INPUT:
use crypto_chart_wasm::application::{ChartFrameBuilder, FrameOptions};
use crypto_chart_wasm::config::AppConfig;
use crypto_chart_wasm::domain::chart::{AxisTick, ChartConfig, ChartFrame, CoordinateMapper, Domain, PALETTE};
use crypto_chart_wasm::domain::errors::RegressionError;
use crypto_chart_wasm::domain::market_data::{PricePoint, Series, SeriesId, Timestamp, ViewWindow};

const NOW: i64 = 1_700_000_000;

fn series(id: u32, label: &str, points: &[(i64, f64)]) -> Series {
    Series::new(
        SeriesId::new(id),
        label,
        PALETTE[id as usize - 1],
        points.iter().map(|&(t, p)| PricePoint::new(Timestamp::from_secs(NOW - t), p)).collect(),
    )
}

fn config() -> ChartConfig {
    ChartConfig::new(500.0, 300.0, 20.0, 20.0, 40.0, 60.0).unwrap()
}

fn build(series: &[Series], hours: i64) -> ChartFrame {
    ChartFrameBuilder::build(
        series,
        ViewWindow::new(hours).unwrap(),
        Timestamp::from_secs(NOW),
        &config(),
        &FrameOptions { x_ticks: 3, y_ticks: 3, ..FrameOptions::default() },
    )
}

fn ticks(ticks: &[AxisTick]) -> String {
    ticks.iter().map(|t| format!("{}@{:.1}", t.label, t.position)).collect::<Vec<_>>().join(" ")
}

fn describe(frame: &ChartFrame) -> String {
    let mut out = Vec::new();
    if let (Some(time), Some(price)) = (frame.time_domain, frame.price_domain) {
        out.push(format!("time {time}"));
        out.push(format!("price {price}"));
    }
    for line in &frame.lines {
        let points: Vec<String> = line.points.iter().map(|p| format!("({:.1}, {:.1})", p.x, p.y)).collect();
        out.push(format!("line {} {}: {}", line.label, line.color.to_css(), points.join(" ")));
    }
    out.push(format!("x {}", ticks(&frame.x_ticks)));
    out.push(format!("y {}", ticks(&frame.y_ticks)));
    if let Some(trend) = &frame.trend {
        out.push(format!(
            "trend {} r2={:.4} ({:.1}, {:.1}) -> ({:.1}, {:.1})",
            trend.equation,
            trend.result.r_squared.unwrap_or(f64::NAN),
            trend.start.x,
            trend.start.y,
            trend.end.x,
            trend.end.y
        ));
    }
    for entry in &frame.legend {
        let price = entry.last_price.map(|p| format!("{p:.2}")).unwrap_or_else(|| "-".to_string());
        out.push(format!("legend {} {} {}", entry.label, entry.color.to_css(), price));
    }
    out.join("\n")
}

#[test]
fn single_series_frame() {
    let btc = series(1, "Bitcoin", &[(3 * 3600, 500.0), (7200, 100.0), (3600, 110.0), (0, 120.0)]);

    let frame = build(&[btc], 2);

    insta::assert_snapshot!("single_series_frame", describe(&frame));
}

#[test]
fn time_labels_use_the_display_offset() {
    let app = AppConfig::from_json(r#"{"server_utc_offset_minutes":60,"display_utc_offset_minutes":-300}"#).unwrap();
    let options = FrameOptions { x_ticks: 3, ..FrameOptions::from(&app) };
    let btc = series(1, "Bitcoin", &[(7200, 100.0), (0, 120.0)]);

    let frame = ChartFrameBuilder::build(
        &[btc],
        ViewWindow::new(2).unwrap(),
        Timestamp::from_secs(NOW),
        &config(),
        &options,
    );

    let labels: Vec<&str> = frame.x_ticks.iter().map(|t| t.label.as_str()).collect();
    assert_eq!(labels, vec!["15:13", "16:13", "17:13"]);
}

#[test]
fn overlaid_series_share_one_scale_and_skip_trend() {
    let btc = series(1, "Bitcoin", &[(3600, 30_000.0), (0, 31_000.0)]);
    let eth = series(2, "Ethereum", &[(1800, 1_800.0), (0, 1_900.0)]);

    let frame = build(&[btc, eth], 24);

    let price = Domain::new(1_800.0, 31_000.0);
    assert_eq!(frame.price_domain, Some(price));
    assert_eq!(frame.lines.len(), 2);
    assert_eq!(frame.lines[1].points[1].y, CoordinateMapper::map_price(1_900.0, price, &config()));
    assert_eq!(frame.lines[0].points[0].x, 60.0);
    assert!(frame.trend.is_none());
    assert!(frame.trend_unavailable.is_none());
}

#[test]
fn single_point_has_no_trend() {
    let frame = build(&[series(1, "Bitcoin", &[(60, 100.0)])], 1);

    assert_eq!(frame.trend_unavailable, Some(RegressionError::InsufficientData { count: 1 }));
    assert!(frame.trend.is_none());
    let point = frame.lines[0].points[0];
    assert_eq!(point.x, 60.0 + 420.0 / 2.0);
    assert_eq!(point.y, 20.0 + 240.0 / 2.0);
}

#[test]
fn nothing_inside_window_yields_empty_frame() {
    let frame = build(&[series(1, "Bitcoin", &[(5 * 3600, 100.0)])], 1);

    assert!(frame.is_empty());
    assert!(frame.time_domain.is_none());
    assert!(frame.x_ticks.is_empty());
    assert_eq!(frame.legend[0].last_price, None);
}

TASK: All lines in the records above with "ViewWindow" need to be found and copied.

EXERCISE RESULT:
use crypto_chart_wasm::domain::market_data::{PricePoint, Series, SeriesId, Timestamp, ViewWindow};
        ViewWindow::new(hours).unwrap(),
        ViewWindow::new(2).unwrap(),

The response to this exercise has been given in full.